WORK TASK | Please give the data again in full, exactly as it reads.

Collected data:
____
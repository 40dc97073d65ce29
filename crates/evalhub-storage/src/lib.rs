//! # evalhub-storage
//!
//! Storage abstraction layer for EvalHub.
//!
//! This crate defines the traits and types storage backends implement. It
//! contains no implementation; see `evalhub-db-memory`.
//!
//! The main trait is [`EvalStorage`]: typed CRUD over [`evalhub_core::Record`]s,
//! soft delete / restore, and transactions.

mod error;
mod traits;
mod types;

use std::sync::Arc;

pub use error::{ErrorCategory, StorageError};
pub use traits::{EvalStorage, Transaction};
pub use types::{FindScope, RecordFilter};

/// Shared handle to a storage backend.
pub type DynStorage = Arc<dyn EvalStorage>;
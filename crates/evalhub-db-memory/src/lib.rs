//! In-memory storage backend for EvalHub.
//!
//! [`InMemoryStorage`] implements [`EvalStorage`] over a set of tables held
//! behind a tokio `RwLock`. Foreign keys, unique indexes and the soft-delete
//! marker are enforced the same way a relational schema would enforce them.
//! [`InMemorySessionStorage`] keeps sessions in papaya lock-free maps.
//!
//! # Example
//!
//! ```ignore
//! use evalhub_core::{NewInstitution, ResourceType};
//! use evalhub_db_memory::InMemoryStorage;
//! use evalhub_storage::{EvalStorage, FindScope};
//!
//! let storage = InMemoryStorage::new();
//! let institution = storage
//!     .create(NewInstitution { name: "Acme".into(), description: None }.into())
//!     .await?;
//! let found = storage
//!     .find(ResourceType::Institution, institution.id(), FindScope::Active)
//!     .await?;
//! ```

mod session;
mod storage;
mod tables;
mod transaction;

pub use evalhub_storage::{DynStorage, EvalStorage, StorageError, Transaction};
pub use session::InMemorySessionStorage;
pub use storage::InMemoryStorage;
pub use transaction::InMemoryTransaction;
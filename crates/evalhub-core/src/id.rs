use std::fmt;
use std::str::FromStr;

use serde::{Deserialize, Serialize};

use crate::error::CoreError;

/// Numeric row identifier shared by every resource type.
#[derive(Debug, Clone, Copy, PartialEq, Eq, Hash, PartialOrd, Ord, Serialize, Deserialize)]
#[serde(transparent)]
pub struct ResourceId(u64);

impl ResourceId {
    pub const fn new(value: u64) -> Self {
        Self(value)
    }

    pub const fn get(self) -> u64 {
        self.0
    }
}

impl From<u64> for ResourceId {
    fn from(value: u64) -> Self {
        Self(value)
    }
}

impl fmt::Display for ResourceId {
    fn fmt(&self, f: &mut fmt::Formatter<'_>) -> fmt::Result {
        write!(f, "{}", self.0)
    }
}

impl FromStr for ResourceId {
    type Err = CoreError;

    fn from_str(s: &str) -> Result<Self, Self::Err> {
        s.trim()
            .parse::<u64>()
            .map(Self)
            .map_err(|_| CoreError::invalid_id(s))
    }
}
____
COMPLETED TASK |
repository 40dc97073d65ce29
filename crates/evalhub-storage/src/lib.rs
//! # evalhub-storage
//!
//! Storage abstraction layer for EvalHub.
//!
//! This crate defines the traits and types storage backends implement. It
//! contains no implementation; see `evalhub-db-memory`.
//!
//! The main trait is [`EvalStorage`]: typed CRUD over [`evalhub_core::Record`]s,
//! soft delete / restore, and transactions.

mod error;
mod traits;
mod types;

use std::sync::Arc;

pub use error::{ErrorCategory, StorageError};
pub use traits::{EvalStorage, Transaction};
pub use types::{FindScope, RecordFilter};

/// Shared handle to a storage backend.
pub type DynStorage = Arc<dyn EvalStorage>;
filename crates/evalhub-db-memory/src/lib.rs
//! In-memory storage backend for EvalHub.
//!
//! [`InMemoryStorage`] implements [`EvalStorage`] over a set of tables held
//! behind a tokio `RwLock`. Foreign keys, unique indexes and the soft-delete
//! marker are enforced the same way a relational schema would enforce them.
//! [`InMemorySessionStorage`] keeps sessions in papaya lock-free maps.
//!
//! # Example
//!
//! ```ignore
//! use evalhub_core::{NewInstitution, ResourceType};
//! use evalhub_db_memory::InMemoryStorage;
//! use evalhub_storage::{EvalStorage, FindScope};
//!
//! let storage = InMemoryStorage::new();
//! let institution = storage
//!     .create(NewInstitution { name: "Acme".into(), description: None }.into())
//!     .await?;
//! let found = storage
//!     .find(ResourceType::Institution, institution.id(), FindScope::Active)
//!     .await?;
//! ```

mod session;
mod storage;
mod tables;
mod transaction;

pub use evalhub_storage::{DynStorage, EvalStorage, StorageError, Transaction};
pub use session::InMemorySessionStorage;
pub use storage::InMemoryStorage;
pub use transaction::InMemoryTransaction;
filename crates/evalhub-core/src/id.rs
use std::fmt;
use std::str::FromStr;

use serde::{Deserialize, Serialize};

use crate::error::CoreError;

/// Numeric row identifier shared by every resource type.
#[derive(Debug, Clone, Copy, PartialEq, Eq, Hash, PartialOrd, Ord, Serialize, Deserialize)]
#[serde(transparent)]
pub struct ResourceId(u64);

impl ResourceId {
    pub const fn new(value: u64) -> Self {
        Self(value)
    }

    pub const fn get(self) -> u64 {
        self.0
    }
}

impl From<u64> for ResourceId {
    fn from(value: u64) -> Self {
        Self(value)
    }
}

impl fmt::Display for ResourceId {
    fn fmt(&self, f: &mut fmt::Formatter<'_>) -> fmt::Result {
        write!(f, "{}", self.0)
    }
}

impl FromStr for ResourceId {
    type Err = CoreError;

    fn from_str(s: &str) -> Result<Self, Self::Err> {
        s.trim()
            .parse::<u64>()
            .map(Self)
            .map_err(|_| CoreError::invalid_id(s))
    }
}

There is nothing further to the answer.